Cabinets, Furniture, Woodworks/Waterfall Armoire


Waterfall Armoire
Waterfall Armoire  

Waterfall Dresser
Waterfall Dresser  
Hello Eileen,  Just found this site where you had talked about stripping a piece of waterfall furniture.  We just purchased an old waterfall armoire that has been painted (antiqued I believe is the accurate term back in the day when people were "antiquing" furniture.  Well, we would like to strip the "antiquing paint" and refinish the armoire.  I realize you wrote this advice in 2008.  Just wondering if you have any additional words of wisdom.  I have attached a picture of both the armoire and a dresser that was purchased with it.  We do not own the dresser--just purchased the armoire from the owner of both--she did not want to deal with the armoire!!  Thanks!

Hi Kathy
Nice to hear from you.
Nothing much has changed from my original info but I will include it for you.
I do see a problem you will have with the broken veneer on the waterfall above the center drawer.
But get it all stripped down and we will have another look to see what can be done.
Great project

The first thing you must do is assemble the material to do the job.
The stripper is the most important item.  
I am hoping you can get "CIRCA 1850" brand paint and varnish remover in your area.
Here is a link

MATERIAL LIST For the stripping stage.
1 gallon stripper
3 boxes of Bull Dog steel wool in medium grade.
One 3 inch oil based paint brush.
Rubber gloves (like you do dishes with), and a pair of cotton gloves inside the rubber ones.
People react differently to stripper.

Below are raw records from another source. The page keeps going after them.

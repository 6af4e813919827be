//! Integration tests: equations of motion + solvers
//!
//! Exercise the full pipeline frame → grid → scenario → solver → trajectory
//! on the rotating-frame force law.

use nalgebra::DVector;
use trojan_rs::analysis::StabilityMetrics;
use trojan_rs::models::{EquationsOfMotion, FrameModel, InitialConditionGrid};
use trojan_rs::physics::PhaseState;
use trojan_rs::solver::{
    DormandPrinceSolver, RK4Solver, Scenario, Solver, SolverConfiguration, TimeGrid, integrate,
};

mod common;
use common::{ThresholdGuard, assert_states_close, compute_l2_error, l4_scenario};

#[test]
fn test_round_trip_at_l4_for_negligible_mass() {
    let frame = FrameModel::new(1e-10, 5.2).unwrap();
    let scenario = l4_scenario(frame);
    let config = SolverConfiguration::fixed_step(TimeGrid::linspace(0.0, frame.period(), 100).unwrap());

    let result = RK4Solver::new().solve(&scenario, &config).unwrap();
    let (lx, ly) = frame.l4();
    let last = result.final_state();

    assert!((last.x()[0] - lx).hypot(last.y()[0] - ly) < 1e-6);
}

#[test]
fn test_round_trip_at_l4_for_jupiter() {
    // T ignores Mp, so L4 drifts slowly; after one period the particle is
    // still well within 0.1 AU of where it started
    let frame = FrameModel::jupiter();
    let scenario = l4_scenario(frame);
    let times = TimeGrid::linspace(0.0, frame.period(), 100).unwrap();
    let (lx, ly) = frame.l4();

    for config in [
        SolverConfiguration::fixed_step(times.clone()),
        SolverConfiguration::adaptive(times.clone()),
    ] {
        let last = integrate(&scenario, &config).unwrap().final_state();
        let distance = (last.x()[0] - lx).hypot(last.y()[0] - ly);
        assert!(distance < 0.1, "{} AU from L4 after one period", distance);
    }
}

#[test]
fn test_fixed_and_adaptive_agree() {
    let frame = FrameModel::jupiter();
    let scenario = l4_scenario(frame);
    let times = TimeGrid::orbits(&frame, 1, 100).unwrap();

    let fixed = RK4Solver::new()
        .solve(&scenario, &SolverConfiguration::fixed_step(times.clone()))
        .unwrap();
    let adaptive = DormandPrinceSolver::new()
        .solve(&scenario, &SolverConfiguration::adaptive(times))
        .unwrap();

    assert_eq!(fixed.time_points(), adaptive.time_points());
    assert_states_close(
        &fixed.final_state(),
        &adaptive.final_state(),
        1e-5,
        "RK4 vs Dormand-Prince",
    );
}

#[test]
fn test_jacobi_constant_is_conserved() {
    let frame = FrameModel::jupiter();
    let equations = EquationsOfMotion::new(frame);
    let (lx, ly) = frame.l4();
    let scenario = Scenario::new(
        Box::new(equations),
        PhaseState::single(1.005 * lx, 1.005 * ly, 0.0, 0.0),
    );

    let config = SolverConfiguration::adaptive(TimeGrid::orbits(&frame, 10, 100).unwrap());
    let result = integrate(&scenario, &config).unwrap();

    let c0 = equations.jacobi_constant(&scenario.initial)[0];
    let drift = (0..result.len())
        .filter_map(|k| result.trajectory.state_at(k))
        .map(|state| (equations.jacobi_constant(&state)[0] - c0).abs() / c0.abs())
        .fold(0.0, f64::max);

    assert!(drift < 1e-6, "relative Jacobi drift {drift:e}");
}

#[test]
fn test_batched_grid_matches_single_particles() {
    let frame = FrameModel::jupiter();
    let grid = InitialConditionGrid::cartesian(frame.l4(), 0.3, 3);
    let times = TimeGrid::orbits(&frame, 1, 50).unwrap();
    let config = SolverConfiguration::fixed_step(times);

    let batched = integrate(
        &Scenario::new(Box::new(EquationsOfMotion::new(frame)), grid.initial_state()),
        &config,
    )
    .unwrap();
    assert_eq!(batched.trajectory.particles(), 9);

    for (i, [x, y, vx, vy]) in grid.points().into_iter().enumerate() {
        let single = integrate(
            &Scenario::new(
                Box::new(EquationsOfMotion::new(frame)),
                PhaseState::single(x, y, vx, vy),
            ),
            &config,
        )
        .unwrap();

        let (bx, by) = batched.trajectory.path(i).unwrap();
        let (sx, sy) = single.trajectory.path(0).unwrap();
        assert_eq!(bx, sx, "particle {i} x-path");
        assert_eq!(by, sy, "particle {i} y-path");
    }
}

#[test]
fn test_parallel_evaluation_is_deterministic() {
    let frame = FrameModel::mars();
    let n = 40;
    let (lx, ly) = frame.l4();
    let initial = PhaseState::at_rest(
        DVector::from_fn(n, |i, _| lx + 0.002 * i as f64),
        DVector::from_fn(n, |i, _| ly - 0.001 * i as f64),
    )
    .unwrap();
    let config = SolverConfiguration::fixed_step(TimeGrid::orbits(&frame, 1, 20).unwrap());
    let scenario = Scenario::new(Box::new(EquationsOfMotion::new(frame)), initial);

    let sequential = integrate(&scenario, &config).unwrap();
    let parallel = {
        let _guard = ThresholdGuard::save(4);
        integrate(&scenario, &config).unwrap()
    };

    assert_eq!(compute_l2_error(&sequential.final_state(), &parallel.final_state()), 0.0);
}

#[test]
fn test_close_approach_stays_finite() {
    // Released at rest next to the planet: falls through the clamped core
    let frame = FrameModel::jupiter();
    let (px, py) = frame.planet_position();
    let scenario = Scenario::new(
        Box::new(EquationsOfMotion::new(frame)),
        PhaseState::single(px + 0.1, py, 0.0, 0.0),
    );
    let config = SolverConfiguration::fixed_step(TimeGrid::linspace(0.0, 1.0, 200).unwrap())
        .with_max_step(0.001);

    let result = integrate(&scenario, &config).unwrap();
    assert!(result.final_state().first_non_finite().is_none());
}

#[test]
fn test_close_approach_between_samples_is_flagged() {
    // Falls through the planet's clamped core near t = 0.19, but the only
    // samples (t = 0, 1, 2) all lie outside the floor
    let frame = FrameModel::jupiter();
    let (px, py) = frame.planet_position();
    let scenario = Scenario::new(
        Box::new(EquationsOfMotion::new(frame)),
        PhaseState::single(px + 0.1, py, 0.0, 0.0),
    );
    let times = TimeGrid::linspace(0.0, 2.0, 3).unwrap();
    let equations = EquationsOfMotion::new(frame);

    for config in [
        SolverConfiguration::fixed_step(times.clone()).with_max_step(0.0005),
        SolverConfiguration::adaptive(times.clone()),
    ] {
        let result = integrate(&scenario, &config).unwrap();
        let path = result.trajectory.path(0).unwrap();
        assert!(
            path.0
                .iter()
                .zip(path.1.iter())
                .all(|(x, y)| !equations.is_near_singularity(*x, *y)),
            "a sample landed inside the floor"
        );

        assert_eq!(result.flagged, vec![true], "{}", result.metadata["solver"]);

        let sampled = StabilityMetrics::from_trajectory(&frame, &result.trajectory).unwrap();
        let stepped = StabilityMetrics::from_result(&frame, &result).unwrap();
        assert_eq!(sampled.close_approach, vec![false]);
        assert_eq!(stepped.close_approach, vec![true]);
    }
}

#[test]
fn test_distant_trojan_is_never_flagged() {
    let frame = FrameModel::jupiter();
    let config = SolverConfiguration::adaptive(TimeGrid::orbits(&frame, 2, 50).unwrap());
    let result = integrate(&l4_scenario(frame), &config).unwrap();

    assert_eq!(result.flagged, vec![false]);
}
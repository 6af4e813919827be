//! Initial-condition grids
//!
//! An [`InitialConditionGrid`] is the batch of starting states handed to the
//! integrator: `res × res` particles (or one) at rest around a reference
//! point, in one of two layouts.
//!
//! # Layouts
//!
//! - **Cartesian**: square mesh of side `width`, step `width / res`, starting
//!   at `reference - width/2` on both axes.
//! - **Polar**: `res` radii evenly spaced over `[Rin, Rin + width]`, where
//!   `Rin = |reference| - width/2` is measured from the barycentre, and `res`
//!   angles evenly spaced over `[0.1, π]`.
//!
//! # Ordering
//!
//! Points are flattened row-major: row `i` holds the `i`-th y value
//! (Cartesian) or the `i`-th radius (polar), column `j` the `j`-th x value or
//! angle. Particle `k` is at `(k / res, k % res)`, so any per-particle vector
//! reshapes back onto the mesh with [`to_grid`](crate::analysis::to_grid).
//!
//! # Zero resolution
//!
//! `res == 0` is normalised to `res = 1` (with `width = 0`) and recorded as a
//! [`GridWarning::ZeroResolution`]; it is never an error.
//!
//! # Example
//!
//! ```rust
//! use trojan_rs::models::{FrameModel, InitialConditionGrid};
//!
//! let frame = FrameModel::jupiter();
//! let grid = InitialConditionGrid::polar(frame.l4(), 0.5, 10);
//!
//! assert_eq!(grid.len(), 100);
//! assert!(grid.warnings().is_empty());
//! ```

use std::f64::consts::PI;
use std::fmt;

use nalgebra::DVector;
use ndarray::Array2;

use crate::physics::PhaseState;

/// Smallest angle of the polar layout \[rad\]
///
/// The polar layout only samples the upper half-plane `[0.1, π]`, where L4
/// lives.
pub const POLAR_MIN_ANGLE: f64 = 0.1;

/// Largest angle of the polar layout \[rad\]
pub const POLAR_MAX_ANGLE: f64 = PI;

/// Layout of an initial-condition grid
#[derive(Debug, Clone, Copy, PartialEq)]
pub enum GridLayout {
    /// Square mesh centred on the reference point
    Cartesian { width: f64, res: usize },

    /// Annular sector through the reference point
    Polar { width: f64, res: usize },
}

impl GridLayout {
    /// Get name identifier
    pub fn name(&self) -> &'static str {
        match self {
            GridLayout::Cartesian { .. } => "Cartesian",
            GridLayout::Polar { .. } => "Polar",
        }
    }

    /// Requested width (before normalisation)
    pub fn width(&self) -> f64 {
        match self {
            GridLayout::Cartesian { width, .. } | GridLayout::Polar { width, .. } => *width,
        }
    }

    /// Requested resolution (before normalisation)
    pub fn res(&self) -> usize {
        match self {
            GridLayout::Cartesian { res, .. } | GridLayout::Polar { res, .. } => *res,
        }
    }

    fn with(&self, width: f64, res: usize) -> Self {
        match self {
            GridLayout::Cartesian { .. } => GridLayout::Cartesian { width, res },
            GridLayout::Polar { .. } => GridLayout::Polar { width, res },
        }
    }
}

/// Recoverable normalisation applied while building a grid
#[derive(Debug, Clone, Copy, PartialEq, Eq)]
pub enum GridWarning {
    /// `res == 0` was replaced by `res = 1` and the width forced to zero
    ZeroResolution,
}

impl fmt::Display for GridWarning {
    fn fmt(&self, f: &mut fmt::Formatter<'_>) -> fmt::Result {
        match self {
            GridWarning::ZeroResolution => {
                f.write_str("cannot have zero resolution (set: res=1)")
            }
        }
    }
}

/// Batch of starting states laid out on a Cartesian or polar mesh
///
/// Immutable once built. All particles start at rest.
#[derive(Debug, Clone, PartialEq)]
pub struct InitialConditionGrid {
    /// Layout after normalisation
    layout: GridLayout,
    /// Reference point the grid is built around
    reference: (f64, f64),
    /// Mesh values along rows (y or radius), length `res`
    row_axis: Vec<f64>,
    /// Mesh values along columns (x or angle), length `res`
    column_axis: Vec<f64>,
    /// Flattened Cartesian x-positions, length `res²`
    x0: DVector<f64>,
    /// Flattened Cartesian y-positions, length `res²`
    y0: DVector<f64>,
    /// Normalisations applied during construction
    warnings: Vec<GridWarning>,
}

impl InitialConditionGrid {
    /// Build a grid around `reference` with the given layout
    pub fn build(reference: (f64, f64), layout: GridLayout) -> Self {
        let mut warnings = Vec::new();

        let mut res = layout.res();
        if res == 0 {
            log::warn!("{}", GridWarning::ZeroResolution);
            warnings.push(GridWarning::ZeroResolution);
            res = 1;
        }
        let width = if res == 1 { 0.0 } else { layout.width() };
        let layout = layout.with(width, res);

        let (row_axis, column_axis) = match layout {
            GridLayout::Cartesian { .. } => {
                let delta = width / res as f64;
                let axis = |centre: f64| -> Vec<f64> {
                    (0..res)
                        .map(|i| centre - width / 2.0 + delta * i as f64)
                        .collect()
                };
                (axis(reference.1), axis(reference.0))
            }
            GridLayout::Polar { .. } => {
                let inner = reference.0.hypot(reference.1) - width / 2.0;
                (
                    linspace(inner, inner + width, res),
                    linspace(POLAR_MIN_ANGLE, POLAR_MAX_ANGLE, res),
                )
            }
        };

        let count = res * res;
        let mut x0 = DVector::zeros(count);
        let mut y0 = DVector::zeros(count);
        for (i, row) in row_axis.iter().enumerate() {
            for (j, column) in column_axis.iter().enumerate() {
                let k = i * res + j;
                let (x, y) = match layout {
                    GridLayout::Cartesian { .. } => (*column, *row),
                    GridLayout::Polar { .. } => (row * column.cos(), row * column.sin()),
                };
                x0[k] = x;
                y0[k] = y;
            }
        }

        log::debug!(
            "built {} grid: {}x{} particles, width {} around ({}, {})",
            layout.name(),
            res,
            res,
            width,
            reference.0,
            reference.1
        );

        Self {
            layout,
            reference,
            row_axis,
            column_axis,
            x0,
            y0,
            warnings,
        }
    }

    /// Cartesian grid of side `width` with `res` points per axis
    pub fn cartesian(reference: (f64, f64), width: f64, res: usize) -> Self {
        Self::build(reference, GridLayout::Cartesian { width, res })
    }

    /// Polar grid of radial extent `width` with `res` radii and `res` angles
    pub fn polar(reference: (f64, f64), width: f64, res: usize) -> Self {
        Self::build(reference, GridLayout::Polar { width, res })
    }

    /// One particle at rest at `point`
    pub fn single(point: (f64, f64)) -> Self {
        Self::cartesian(point, 0.0, 1)
    }

    /// Layout after normalisation
    pub fn layout(&self) -> GridLayout {
        self.layout
    }

    /// Reference point
    pub fn reference(&self) -> (f64, f64) {
        self.reference
    }

    /// Points per axis (`res >= 1`)
    pub fn res(&self) -> usize {
        self.row_axis.len()
    }

    /// Effective width (zero when `res == 1`)
    pub fn width(&self) -> f64 {
        self.layout.width()
    }

    /// Number of particles (`res²`)
    pub fn len(&self) -> usize {
        self.x0.len()
    }

    /// Always false: a grid holds at least one particle
    pub fn is_empty(&self) -> bool {
        self.x0.is_empty()
    }

    /// True when the grid holds more than one particle
    pub fn is_gridded(&self) -> bool {
        self.res() > 1
    }

    /// Normalisations applied during construction
    pub fn warnings(&self) -> &[GridWarning] {
        &self.warnings
    }

    /// Flattened x-positions
    pub fn x0(&self) -> &DVector<f64> {
        &self.x0
    }

    /// Flattened y-positions
    pub fn y0(&self) -> &DVector<f64> {
        &self.y0
    }

    /// Starting states as `(x, y, vx, vy)` in flattened order
    pub fn points(&self) -> Vec<[f64; 4]> {
        self.x0
            .iter()
            .zip(self.y0.iter())
            .map(|(x, y)| [*x, *y, 0.0, 0.0])
            .collect()
    }

    /// Batched starting state of all particles, at rest
    pub fn initial_state(&self) -> PhaseState {
        let n = self.len();
        PhaseState::from_parts(
            self.x0.clone(),
            self.y0.clone(),
            DVector::zeros(n),
            DVector::zeros(n),
        )
    }

    /// Mesh coordinates as `(column mesh, row mesh)`, both `res × res`
    ///
    /// Cartesian: `(x, y)`. Polar: `(angle, radius)`. Entry `(i, j)` is the
    /// coordinate of particle `i * res + j`.
    pub fn mesh(&self) -> (Array2<f64>, Array2<f64>) {
        let res = self.res();
        let columns = Array2::from_shape_fn((res, res), |(_, j)| self.column_axis[j]);
        let rows = Array2::from_shape_fn((res, res), |(i, _)| self.row_axis[i]);
        (columns, rows)
    }
}

/// `n` evenly spaced values over `[start, end]`; `[start]` when `n == 1`
pub(crate) fn linspace(start: f64, end: f64, n: usize) -> Vec<f64> {
    match n {
        0 => Vec::new(),
        1 => vec![start],
        _ => {
            let step = (end - start) / (n - 1) as f64;
            (0..n)
                .map(|i| if i == n - 1 { end } else { start + step * i as f64 })
                .collect()
        }
    }
}

// =================================================================================================
// Tests
// =================================================================================================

A lot of people feel heat through the rubber gloves, but I feel cold. Have no idea why.
An empty large coffee can. (for the stripper)
A couple of old tooth brushes.
Lots of old rags (I like t-shirts or cotton but for this first stage whatever you have)
Lots of newspaper to protect the garage floor
That's all you need to get started.
Work in sections.
Brush on the stripper with the brush. Stripper will quit working if it dries, so keep it wet till the finish softens.
Then take a rag and wipe this mess off.
Then another coat of stripper, rag off again, then while the wood is still wet, take the steel wool and rub with the grain till the wood is nice and clean.
Depending on the material you are removing, another coat of stripper is often needed but you will know this as you progress into the job.
Use the toothbrush in crevices.
Thats all there is to it ...move to another section and continue.
No other prep is necessary...and DO NOT SAND
When the stripping is complete, stain with Minwax stain applied with a rag, then 3 or 4 coats of low lustre tung oil also applied with a rag.
Please let me know if anything is not 100% clear.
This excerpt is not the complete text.